In the kingdom of God, we learn that love is about how we treat and behave toward others. It is not based on a merit system. That is, the love of God is about who God is, not about whether we deserve it or not. The NT makes this very plain. However, our human tendency is to think that love has to be earned. We love those who agree with us, or please us, or do things in harmony with our desires and we suppose that if we are like that for others, they will love us. This is not the way God loves.
For while we were still weak, at the right time Christ died for the ungodly. For one will scarcely die for a righteous person—though perhaps for a good person one would dare even to die— but God shows his love for us in that while we were still sinners, Christ died for us. (Romans 5:6–8)Today’s reading says this: “If we would know God, we must know what love is; and then we must apply to God all the best and highest that we know of love. For God is absolutely under the law of love; that is, He is under an inevitable constraint to obey it. He alone of all the universe, because His very essence or nature is love, cannot help loving. We whose natures are not altogether composed of love but are mixed up with a great many other things, do not always love. Because this is the case with ourselves, we think it must also be the case with God; and we torment ourselves with imagining that because of our own special unworthiness He will surely fail to love us. What a useless torment that is!”
I know that torment. In planning a big family reunion, a big challenge came by email last night. I woke this morning fearful that I could not handle this, forgetting that the reunion is God’s idea and how much He is enabling me. It took several minutes of confessing my fears and rehearsing the truth about God before the knots in my stomach unkinked. Who was I trusting anyway? Myself? Such useless torment indeed. A careful and repeated reading of these verses is restoring peace of mind and trust that God will always be with me, no matter how big the challenges…

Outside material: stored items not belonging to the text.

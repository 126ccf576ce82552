use crate::chunking::{chunk_pages, ChunkingConfig};
use crate::config::PersistPolicy;
use crate::embeddings::Embedder;
use crate::error::IngestError;
use crate::extractor::PdfExtractor;
use crate::models::{Chunk, UploadedDocument, VectorStoreEntry};
use crate::ocr::OcrFallback;
use crate::traits::VectorStore;
use chrono::Utc;
use serde::Serialize;
use sha2::{Digest, Sha256};
use std::fmt;
use std::io::Write;
use std::path::{Path, PathBuf};
use std::sync::Arc;
use tempfile::NamedTempFile;
use tracing::{debug, info, warn};
use walkdir::WalkDir;

pub fn discover_pdf_files(folder: &Path) -> Vec<PathBuf> {
    let mut files = Vec::new();

    for entry in WalkDir::new(folder)
        .into_iter()
        .filter_map(|item| item.ok())
    {
        if !entry.file_type().is_file() {
            continue;
        }

        let is_pdf = entry
            .path()
            .extension()
            .and_then(|ext| ext.to_str())
            .is_some_and(|ext| ext.eq_ignore_ascii_case("pdf"));

        if is_pdf {
            files.push(entry.path().to_path_buf());
        }
    }

    files.sort_unstable();
    files
}

#[derive(Debug, Default)]
pub struct LoadedUploads {
    pub uploads: Vec<UploadedDocument>,
    pub unreadable: Vec<SkippedDocument>,
}

/// Reads the given files, expanding directories to the PDFs beneath them. A file that
/// cannot be read is reported as skipped at the extract stage and the rest still load.
pub fn load_uploads(paths: &[PathBuf]) -> Result<LoadedUploads, IngestError> {
    let mut files = Vec::new();
    for path in paths {
        if path.is_dir() {
            files.extend(discover_pdf_files(path));
        } else {
            files.push(path.clone());
        }
    }

    if files.is_empty() {
        return Err(IngestError::InvalidArgument(
            "no files to ingest".to_string(),
        ));
    }

    let mut loaded = LoadedUploads::default();
    for path in files {
        match UploadedDocument::from_path(&path) {
            Ok(upload) => loaded.uploads.push(upload),
            Err(error) => {
                warn!(file = %path.display(), %error, "cannot read upload");
                loaded.unreadable.push(SkippedDocument {
                    filename: path.display().to_string(),
                    stage: IngestStage::Extract,
                    reason: error.to_string(),
                });
            }
        }
    }
    Ok(loaded)
}

#[derive(Debug, Clone, Copy, PartialEq, Eq, Serialize)]
pub enum IngestStage {
    Extract,
    OcrFallback,
    Chunk,
    EmbedAndStore,
}

impl fmt::Display for IngestStage {
    fn fmt(&self, f: &mut fmt::Formatter<'_>) -> fmt::Result {
        let name = match self {
            IngestStage::Extract => "extract",
            IngestStage::OcrFallback => "ocr_fallback",
            IngestStage::Chunk => "chunk",
            IngestStage::EmbedAndStore => "embed_and_store",
        };
        f.write_str(name)
    }
}

#[derive(Debug, Clone, Serialize)]
pub struct SkippedDocument {
    pub filename: String,
    pub stage: IngestStage,
    pub reason: String,
}

#[derive(Debug, Clone, Default, Serialize)]
pub struct IngestionReport {
    /// Files that contributed at least one chunk.
    pub ingested: usize,
    pub chunks_added: usize,
    pub skipped: Vec<SkippedDocument>,
}

pub struct IngestionPipeline {
    extractor: Arc<dyn PdfExtractor>,
    ocr: OcrFallback,
    embedder: Arc<dyn Embedder>,
    store: Arc<dyn VectorStore>,
    chunking: ChunkingConfig,
    persist_policy: PersistPolicy,
}

impl IngestionPipeline {
    pub fn new(
        extractor: Arc<dyn PdfExtractor>,
        ocr: OcrFallback,
        embedder: Arc<dyn Embedder>,
        store: Arc<dyn VectorStore>,
        chunking: ChunkingConfig,
        persist_policy: PersistPolicy,
    ) -> Self {
        Self {
            extractor,
            ocr,
            embedder,
            store,
            chunking,
            persist_policy,
        }
    }

    /// Ingests files one after another. A file that fails is recorded in the report and
    /// the batch moves on; only a failed flush of the store aborts the call.
    pub async fn ingest(&self, uploads: Vec<UploadedDocument>) -> Result<IngestionReport, IngestError> {
        let mut report = IngestionReport::default();

        for upload in &uploads {
            match self.ingest_one(upload).await {
                Ok(added) => {
                    info!(file = %upload.filename, chunks = added, "document ingested");
                    report.ingested += 1;
                    report.chunks_added += added;
                    if self.persist_policy == PersistPolicy::PerFile {
                        self.store.persist().await?;
                    }
                }
                Err(skipped) => {
                    warn!(
                        file = %skipped.filename,
                        stage = %skipped.stage,
                        reason = %skipped.reason,
                        "document skipped"
                    );
                    report.skipped.push(skipped);
                }
            }
        }

        self.store.persist().await?;
        info!(
            files = uploads.len(),
            ingested = report.ingested,
            chunks = report.chunks_added,
            "ingestion batch finished"
        );
        Ok(report)
    }

    async fn ingest_one(&self, upload: &UploadedDocument) -> Result<usize, SkippedDocument> {
        let staged = stage_upload(upload)
            .map_err(|error| skipped(upload, IngestStage::Extract, error))?;

        let outcome = self.process(staged.path(), upload).await;

        if let Err(error) = staged.close() {
            warn!(file = %upload.filename, %error, "failed to remove temporary upload");
        }
        outcome
    }

    async fn process(&self, path: &Path, upload: &UploadedDocument) -> Result<usize, SkippedDocument> {
        let source = upload.filename.as_str();

        let extractor = self.extractor.clone();
        let owned_path = path.to_path_buf();
        let owned_source = source.to_string();
        let extracted = tokio::task::spawn_blocking(move || {
            extractor.extract_pages(&owned_path, &owned_source)
        })
        .await
        .map_err(|error| skipped(upload, IngestStage::Extract, error))?
        .map_err(|error| skipped(upload, IngestStage::Extract, error))?;
        debug!(file = source, pages = extracted.page_count(), "native extraction done");

        let pages = if extracted.has_usable_text() {
            extracted.pages
        } else {
            info!(file = source, pages = extracted.page_count(), "no native text, falling back to ocr");
            self.ocr
                .recognize_document(path, source)
                .await
                .map_err(|error| skipped(upload, IngestStage::OcrFallback, error))?
        };

        let chunks = chunk_pages(&pages, self.chunking);
        debug!(file = source, chunks = chunks.len(), "split into chunks");
        if chunks.is_empty() {
            return Err(skipped(upload, IngestStage::Chunk, "no text to chunk"));
        }

        let texts: Vec<&str> = chunks.iter().map(|chunk| chunk.text.as_str()).collect();
        let vectors = self
            .embedder
            .embed_batch(&texts)
            .await
            .map_err(|error| skipped(upload, IngestStage::EmbedAndStore, error))?;
        if vectors.len() != chunks.len() {
            return Err(skipped(
                upload,
                IngestStage::EmbedAndStore,
                format!("{} embeddings for {} chunks", vectors.len(), chunks.len()),
            ));
        }

        let count = chunks.len();
        let entries = chunks
            .into_iter()
            .zip(vectors)
            .map(|(chunk, vector)| build_entry(chunk, vector))
            .collect();
        self.store
            .add(entries)
            .await
            .map_err(|error| skipped(upload, IngestStage::EmbedAndStore, error))?;

        Ok(count)
    }
}

fn stage_upload(upload: &UploadedDocument) -> std::io::Result<NamedTempFile> {
    let mut staged = tempfile::Builder::new()
        .prefix("docqa-upload")
        .suffix(&upload.suffix())
        .tempfile()?;
    staged.write_all(&upload.bytes)?;
    staged.flush()?;
    Ok(staged)
}

fn skipped(upload: &UploadedDocument, stage: IngestStage, reason: impl ToString) -> SkippedDocument {
    SkippedDocument {
        filename: upload.filename.clone(),
        stage,
        reason: reason.to_string(),
    }
}

fn build_entry(chunk: Chunk, vector: Vec<f32>) -> VectorStoreEntry {
    VectorStoreEntry {
        id: uuid::Uuid::new_v4().to_string(),
        vector,
        content_hash: content_hash(&chunk.text),
        text: chunk.text,
        metadata: chunk.metadata,
        ingested_at: Utc::now(),
    }
}

pub fn content_hash(text: &str) -> String {
    let mut hasher = Sha256::new();
    hasher.update(text.as_bytes());
    format!("{:x}", hasher.finalize())
}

In this the love of God was made manifest among us, that God sent his only Son into the world, so that we might live through him. In this is love, not that we have loved God but that he loved us and sent his Son to be the propitiation for our sins. Beloved, if God so loved us, we also ought to love one another. No one has ever seen God; if we love one another, God abides in us and his love is perfected in us. By this we know that we abide in him and he in us, because he has given us of his Spirit. And we have seen and testify that the Father has sent his Son to be the Savior of the world. Whoever confesses that Jesus is the Son of God, God abides in him, and he in God. So we have come to know and to believe the love that God has for us. God is love, and whoever abides in love abides in God, and God abides in him. By this is love perfected with us, so that we may have confidence for the day of judgment, because as he is so also are we in this world. There is no fear in love, but perfect love casts out fear. For fear has to do with punishment, and whoever fears has not been perfected in love. We love because he first loved us. (1 John 4:9–19)PRAY: Jesus, Your love is not based on my performance or ability. I know that Your grace and strength come through even when I feel the weakest. Forgive my lapse into doubt and fear. Not only that, I’m doing this reunion to show Your love to the people who are coming, and I cannot do that if I doubt it myself. Lord, I believe. Help my unbelief and grant me the fullness of Your Spirit that I can joyfully meet this challenge in love and with a sound mind, not in fear and with stress.